### Problem statement
What follows is a set of records. Repeat every one of them exactly.

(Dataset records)
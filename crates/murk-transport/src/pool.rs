use std::collections::HashMap;
use std::net::SocketAddr;
use std::sync::Mutex;

use tokio::net::TcpStream;

use crate::{Connection, MurkTransportError, TransportConfig};

/// Client-side connection pool, keyed by relay address.
///
/// Checking out removes an idle connection (or opens a fresh one);
/// checking in returns it for reuse, capped per address. The pool never
/// validates idle connections — a stale one surfaces as an I/O error on
/// next use and the caller retries with a fresh checkout.
pub struct Pool {
    config: TransportConfig,
    idle: Mutex<HashMap<SocketAddr, Vec<Connection<TcpStream>>>>,
}

impl Pool {
    pub fn new(config: TransportConfig) -> Self {
        Self {
            config,
            idle: Mutex::new(HashMap::new()),
        }
    }

    /// Take a connection to `addr`, reusing an idle one when available.
    pub async fn checkout(
        &self,
        addr: SocketAddr,
    ) -> Result<Connection<TcpStream>, MurkTransportError> {
        let reused = {
            let mut idle = self.idle.lock().expect("pool lock poisoned");
            idle.get_mut(&addr).and_then(Vec::pop)
        };
        match reused {
            Some(connection) => Ok(connection),
            None => {
                let connection = Connection::open(addr, self.config.clone()).await?;
                Ok(connection.with_peer_addr(addr))
            }
        }
    }

    /// Return a healthy connection for reuse. Dropped silently when the
    /// per-address idle cap is reached.
    pub fn checkin(&self, addr: SocketAddr, connection: Connection<TcpStream>) {
        let mut idle = self.idle.lock().expect("pool lock poisoned");
        let bucket = idle.entry(addr).or_default();
        if bucket.len() < self.config.max_idle_per_addr {
            bucket.push(connection);
        } else {
            tracing::debug!(%addr, "pool idle cap reached, dropping connection");
        }
    }

    /// Drop all idle connections to `addr` (relay restart, redirect).
    pub fn evict(&self, addr: SocketAddr) {
        let mut idle = self.idle.lock().expect("pool lock poisoned");
        idle.remove(&addr);
    }

    /// Number of idle connections currently pooled for `addr`.
    pub fn idle_count(&self, addr: SocketAddr) -> usize {
        let idle = self.idle.lock().expect("pool lock poisoned");
        idle.get(&addr).map(Vec::len).unwrap_or(0)
    }
}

### Result below
filename crates/murk-transport/src/pool.rs
use std::collections::HashMap;
use std::net::SocketAddr;
use std::sync::Mutex;

use tokio::net::TcpStream;

use crate::{Connection, MurkTransportError, TransportConfig};

/// Client-side connection pool, keyed by relay address.
///
/// Checking out removes an idle connection (or opens a fresh one);
/// checking in returns it for reuse, capped per address. The pool never
/// validates idle connections — a stale one surfaces as an I/O error on
/// next use and the caller retries with a fresh checkout.
pub struct Pool {
    config: TransportConfig,
    idle: Mutex<HashMap<SocketAddr, Vec<Connection<TcpStream>>>>,
}

impl Pool {
    pub fn new(config: TransportConfig) -> Self {
        Self {
            config,
            idle: Mutex::new(HashMap::new()),
        }
    }

    /// Take a connection to `addr`, reusing an idle one when available.
    pub async fn checkout(
        &self,
        addr: SocketAddr,
    ) -> Result<Connection<TcpStream>, MurkTransportError> {
        let reused = {
            let mut idle = self.idle.lock().expect("pool lock poisoned");
            idle.get_mut(&addr).and_then(Vec::pop)
        };
        match reused {
            Some(connection) => Ok(connection),
            None => {
                let connection = Connection::open(addr, self.config.clone()).await?;
                Ok(connection.with_peer_addr(addr))
            }
        }
    }

    /// Return a healthy connection for reuse. Dropped silently when the
    /// per-address idle cap is reached.
    pub fn checkin(&self, addr: SocketAddr, connection: Connection<TcpStream>) {
        let mut idle = self.idle.lock().expect("pool lock poisoned");
        let bucket = idle.entry(addr).or_default();
        if bucket.len() < self.config.max_idle_per_addr {
            bucket.push(connection);
        } else {
            tracing::debug!(%addr, "pool idle cap reached, dropping connection");
        }
    }

    /// Drop all idle connections to `addr` (relay restart, redirect).
    pub fn evict(&self, addr: SocketAddr) {
        let mut idle = self.idle.lock().expect("pool lock poisoned");
        idle.remove(&addr);
    }

    /// Number of idle connections currently pooled for `addr`.
    pub fn idle_count(&self, addr: SocketAddr) -> usize {
        let idle = self.idle.lock().expect("pool lock poisoned");
        idle.get(&addr).map(Vec::len).unwrap_or(0)
    }
}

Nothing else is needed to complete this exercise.